* _Task input_:
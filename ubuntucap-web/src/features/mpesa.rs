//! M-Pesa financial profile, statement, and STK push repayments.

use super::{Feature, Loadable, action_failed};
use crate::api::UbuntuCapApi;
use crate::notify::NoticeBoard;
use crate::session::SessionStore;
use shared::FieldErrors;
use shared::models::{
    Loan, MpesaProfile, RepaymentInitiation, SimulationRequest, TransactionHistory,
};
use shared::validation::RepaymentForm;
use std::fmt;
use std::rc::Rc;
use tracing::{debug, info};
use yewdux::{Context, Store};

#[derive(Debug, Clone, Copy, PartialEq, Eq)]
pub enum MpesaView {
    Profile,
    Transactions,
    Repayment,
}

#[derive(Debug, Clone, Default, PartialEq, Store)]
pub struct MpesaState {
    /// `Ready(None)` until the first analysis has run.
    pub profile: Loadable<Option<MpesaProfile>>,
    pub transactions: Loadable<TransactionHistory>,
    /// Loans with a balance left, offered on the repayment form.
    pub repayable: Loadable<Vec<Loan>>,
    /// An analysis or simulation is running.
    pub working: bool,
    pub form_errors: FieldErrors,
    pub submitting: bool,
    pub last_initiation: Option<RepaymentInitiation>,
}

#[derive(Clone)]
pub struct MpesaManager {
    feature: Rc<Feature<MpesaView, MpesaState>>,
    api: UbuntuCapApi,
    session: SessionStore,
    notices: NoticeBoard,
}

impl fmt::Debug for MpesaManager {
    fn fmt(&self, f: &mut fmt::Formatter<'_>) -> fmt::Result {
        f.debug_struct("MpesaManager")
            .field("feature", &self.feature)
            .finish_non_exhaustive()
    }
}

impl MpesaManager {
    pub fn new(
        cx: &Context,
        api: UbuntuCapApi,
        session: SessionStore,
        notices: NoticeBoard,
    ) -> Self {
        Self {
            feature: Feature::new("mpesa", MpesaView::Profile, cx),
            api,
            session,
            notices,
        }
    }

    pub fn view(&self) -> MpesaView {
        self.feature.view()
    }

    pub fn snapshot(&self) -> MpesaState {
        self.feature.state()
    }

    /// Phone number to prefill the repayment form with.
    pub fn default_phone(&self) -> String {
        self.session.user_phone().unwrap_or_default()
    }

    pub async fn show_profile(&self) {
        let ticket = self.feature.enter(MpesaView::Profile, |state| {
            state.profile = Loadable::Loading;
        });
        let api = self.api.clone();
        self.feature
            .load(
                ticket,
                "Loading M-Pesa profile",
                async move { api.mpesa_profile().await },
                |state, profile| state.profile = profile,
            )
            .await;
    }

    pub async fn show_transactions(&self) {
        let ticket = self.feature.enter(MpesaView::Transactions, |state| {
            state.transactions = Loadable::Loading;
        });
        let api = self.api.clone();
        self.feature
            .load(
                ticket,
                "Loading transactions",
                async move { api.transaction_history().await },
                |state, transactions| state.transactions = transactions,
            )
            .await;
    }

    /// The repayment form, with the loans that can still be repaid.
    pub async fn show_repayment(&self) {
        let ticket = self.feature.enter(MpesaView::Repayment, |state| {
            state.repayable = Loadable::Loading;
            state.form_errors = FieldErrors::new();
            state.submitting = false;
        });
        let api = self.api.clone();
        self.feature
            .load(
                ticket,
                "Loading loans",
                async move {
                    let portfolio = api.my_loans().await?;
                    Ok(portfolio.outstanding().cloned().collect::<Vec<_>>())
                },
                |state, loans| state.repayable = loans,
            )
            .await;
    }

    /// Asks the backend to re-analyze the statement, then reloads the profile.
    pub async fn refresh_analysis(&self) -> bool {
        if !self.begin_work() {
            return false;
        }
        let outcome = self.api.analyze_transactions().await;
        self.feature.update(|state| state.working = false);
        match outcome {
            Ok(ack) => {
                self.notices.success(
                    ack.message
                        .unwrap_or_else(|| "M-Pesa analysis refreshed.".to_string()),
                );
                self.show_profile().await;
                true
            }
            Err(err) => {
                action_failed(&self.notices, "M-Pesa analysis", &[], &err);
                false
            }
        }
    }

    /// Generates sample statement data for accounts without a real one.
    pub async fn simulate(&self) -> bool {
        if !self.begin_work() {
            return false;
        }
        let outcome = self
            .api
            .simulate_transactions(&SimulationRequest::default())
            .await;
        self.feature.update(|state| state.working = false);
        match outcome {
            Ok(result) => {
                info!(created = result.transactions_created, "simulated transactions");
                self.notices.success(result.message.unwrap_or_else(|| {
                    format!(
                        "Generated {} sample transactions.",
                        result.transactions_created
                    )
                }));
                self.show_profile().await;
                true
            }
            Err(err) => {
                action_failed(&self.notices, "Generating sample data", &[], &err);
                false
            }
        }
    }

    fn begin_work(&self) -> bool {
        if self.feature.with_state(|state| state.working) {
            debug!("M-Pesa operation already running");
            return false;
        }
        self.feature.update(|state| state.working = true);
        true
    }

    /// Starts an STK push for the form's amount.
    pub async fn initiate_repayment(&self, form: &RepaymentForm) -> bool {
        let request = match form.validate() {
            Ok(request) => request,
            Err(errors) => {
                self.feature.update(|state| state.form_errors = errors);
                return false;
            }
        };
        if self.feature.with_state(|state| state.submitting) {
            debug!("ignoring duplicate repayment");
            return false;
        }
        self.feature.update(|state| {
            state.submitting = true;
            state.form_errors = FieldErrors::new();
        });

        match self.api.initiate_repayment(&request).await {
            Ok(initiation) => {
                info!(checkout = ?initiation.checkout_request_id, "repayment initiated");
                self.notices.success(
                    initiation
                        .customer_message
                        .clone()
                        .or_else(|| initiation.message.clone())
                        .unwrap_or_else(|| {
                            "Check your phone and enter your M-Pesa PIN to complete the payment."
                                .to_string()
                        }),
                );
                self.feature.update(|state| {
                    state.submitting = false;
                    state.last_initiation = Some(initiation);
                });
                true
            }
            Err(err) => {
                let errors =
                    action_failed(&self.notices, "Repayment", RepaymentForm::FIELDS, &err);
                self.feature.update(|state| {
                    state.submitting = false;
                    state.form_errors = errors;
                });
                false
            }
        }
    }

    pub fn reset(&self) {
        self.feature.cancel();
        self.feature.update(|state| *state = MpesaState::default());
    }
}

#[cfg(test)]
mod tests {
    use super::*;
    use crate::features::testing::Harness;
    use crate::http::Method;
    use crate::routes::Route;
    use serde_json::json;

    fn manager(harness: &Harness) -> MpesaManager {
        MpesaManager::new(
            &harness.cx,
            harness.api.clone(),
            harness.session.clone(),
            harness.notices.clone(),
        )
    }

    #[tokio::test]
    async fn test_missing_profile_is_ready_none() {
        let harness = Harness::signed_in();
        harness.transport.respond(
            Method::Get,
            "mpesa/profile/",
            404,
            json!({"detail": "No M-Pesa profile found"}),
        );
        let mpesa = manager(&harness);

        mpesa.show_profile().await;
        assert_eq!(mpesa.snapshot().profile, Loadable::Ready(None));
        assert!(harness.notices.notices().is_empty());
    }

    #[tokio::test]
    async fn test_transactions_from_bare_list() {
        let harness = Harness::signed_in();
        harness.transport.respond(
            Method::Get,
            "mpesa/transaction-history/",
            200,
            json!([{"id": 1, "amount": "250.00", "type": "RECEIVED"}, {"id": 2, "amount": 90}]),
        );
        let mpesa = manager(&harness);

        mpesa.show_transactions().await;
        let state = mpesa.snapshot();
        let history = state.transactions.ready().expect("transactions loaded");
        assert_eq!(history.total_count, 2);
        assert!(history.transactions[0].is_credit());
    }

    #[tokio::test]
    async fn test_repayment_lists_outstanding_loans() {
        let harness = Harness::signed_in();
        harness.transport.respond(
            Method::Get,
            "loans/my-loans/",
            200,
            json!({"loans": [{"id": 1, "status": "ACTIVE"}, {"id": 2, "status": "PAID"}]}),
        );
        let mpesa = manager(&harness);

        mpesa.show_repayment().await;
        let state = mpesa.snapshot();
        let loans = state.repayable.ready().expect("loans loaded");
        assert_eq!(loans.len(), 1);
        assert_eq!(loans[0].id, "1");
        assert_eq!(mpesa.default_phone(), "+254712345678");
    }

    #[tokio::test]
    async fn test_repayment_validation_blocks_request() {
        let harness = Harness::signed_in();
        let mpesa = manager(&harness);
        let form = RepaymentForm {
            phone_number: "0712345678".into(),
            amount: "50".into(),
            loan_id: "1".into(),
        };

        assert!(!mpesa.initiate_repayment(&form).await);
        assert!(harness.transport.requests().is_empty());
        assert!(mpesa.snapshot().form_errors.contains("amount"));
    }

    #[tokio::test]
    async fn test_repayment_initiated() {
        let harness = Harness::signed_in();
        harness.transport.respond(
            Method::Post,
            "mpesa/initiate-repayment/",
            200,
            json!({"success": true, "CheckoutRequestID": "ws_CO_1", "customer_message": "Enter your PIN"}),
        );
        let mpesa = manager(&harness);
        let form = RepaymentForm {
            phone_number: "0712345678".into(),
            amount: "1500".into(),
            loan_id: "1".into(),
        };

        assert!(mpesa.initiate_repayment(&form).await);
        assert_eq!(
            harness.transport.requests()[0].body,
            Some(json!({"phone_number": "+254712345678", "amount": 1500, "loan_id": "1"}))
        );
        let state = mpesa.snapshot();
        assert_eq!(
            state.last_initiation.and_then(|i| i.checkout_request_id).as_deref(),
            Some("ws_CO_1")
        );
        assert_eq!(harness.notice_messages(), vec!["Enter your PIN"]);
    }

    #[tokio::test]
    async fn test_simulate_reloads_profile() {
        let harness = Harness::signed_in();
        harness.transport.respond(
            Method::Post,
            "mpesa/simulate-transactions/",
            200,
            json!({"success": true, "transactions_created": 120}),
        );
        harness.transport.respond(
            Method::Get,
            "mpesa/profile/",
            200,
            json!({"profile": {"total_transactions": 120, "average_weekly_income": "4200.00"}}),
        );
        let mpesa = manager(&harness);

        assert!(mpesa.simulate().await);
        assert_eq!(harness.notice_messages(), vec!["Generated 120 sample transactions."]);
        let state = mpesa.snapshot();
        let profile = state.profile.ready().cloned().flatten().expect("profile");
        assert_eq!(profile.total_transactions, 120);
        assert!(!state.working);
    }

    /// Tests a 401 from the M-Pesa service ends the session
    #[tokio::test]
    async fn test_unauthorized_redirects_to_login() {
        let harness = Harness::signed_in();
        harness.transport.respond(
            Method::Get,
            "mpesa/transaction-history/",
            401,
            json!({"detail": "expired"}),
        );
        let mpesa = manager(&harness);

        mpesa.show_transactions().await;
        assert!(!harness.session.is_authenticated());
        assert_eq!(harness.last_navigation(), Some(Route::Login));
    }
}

* _Exercise objective_: Out of the data above, set down the lines from the one with "simulation is running." to the one with "pub async fn show_profile(&self)", both included, exactly as written and with no additions.

* _Result of the task_:
    /// An analysis or simulation is running.
    pub working: bool,
    pub form_errors: FieldErrors,
    pub submitting: bool,
    pub last_initiation: Option<RepaymentInitiation>,
}

#[derive(Clone)]
pub struct MpesaManager {
    feature: Rc<Feature<MpesaView, MpesaState>>,
    api: UbuntuCapApi,
    session: SessionStore,
    notices: NoticeBoard,
}

impl fmt::Debug for MpesaManager {
    fn fmt(&self, f: &mut fmt::Formatter<'_>) -> fmt::Result {
        f.debug_struct("MpesaManager")
            .field("feature", &self.feature)
            .finish_non_exhaustive()
    }
}

impl MpesaManager {
    pub fn new(
        cx: &Context,
        api: UbuntuCapApi,
        session: SessionStore,
        notices: NoticeBoard,
    ) -> Self {
        Self {
            feature: Feature::new("mpesa", MpesaView::Profile, cx),
            api,
            session,
            notices,
        }
    }

    pub fn view(&self) -> MpesaView {
        self.feature.view()
    }

    pub fn snapshot(&self) -> MpesaState {
        self.feature.state()
    }

    /// Phone number to prefill the repayment form with.
    pub fn default_phone(&self) -> String {
        self.session.user_phone().unwrap_or_default()
    }

    pub async fn show_profile(&self) {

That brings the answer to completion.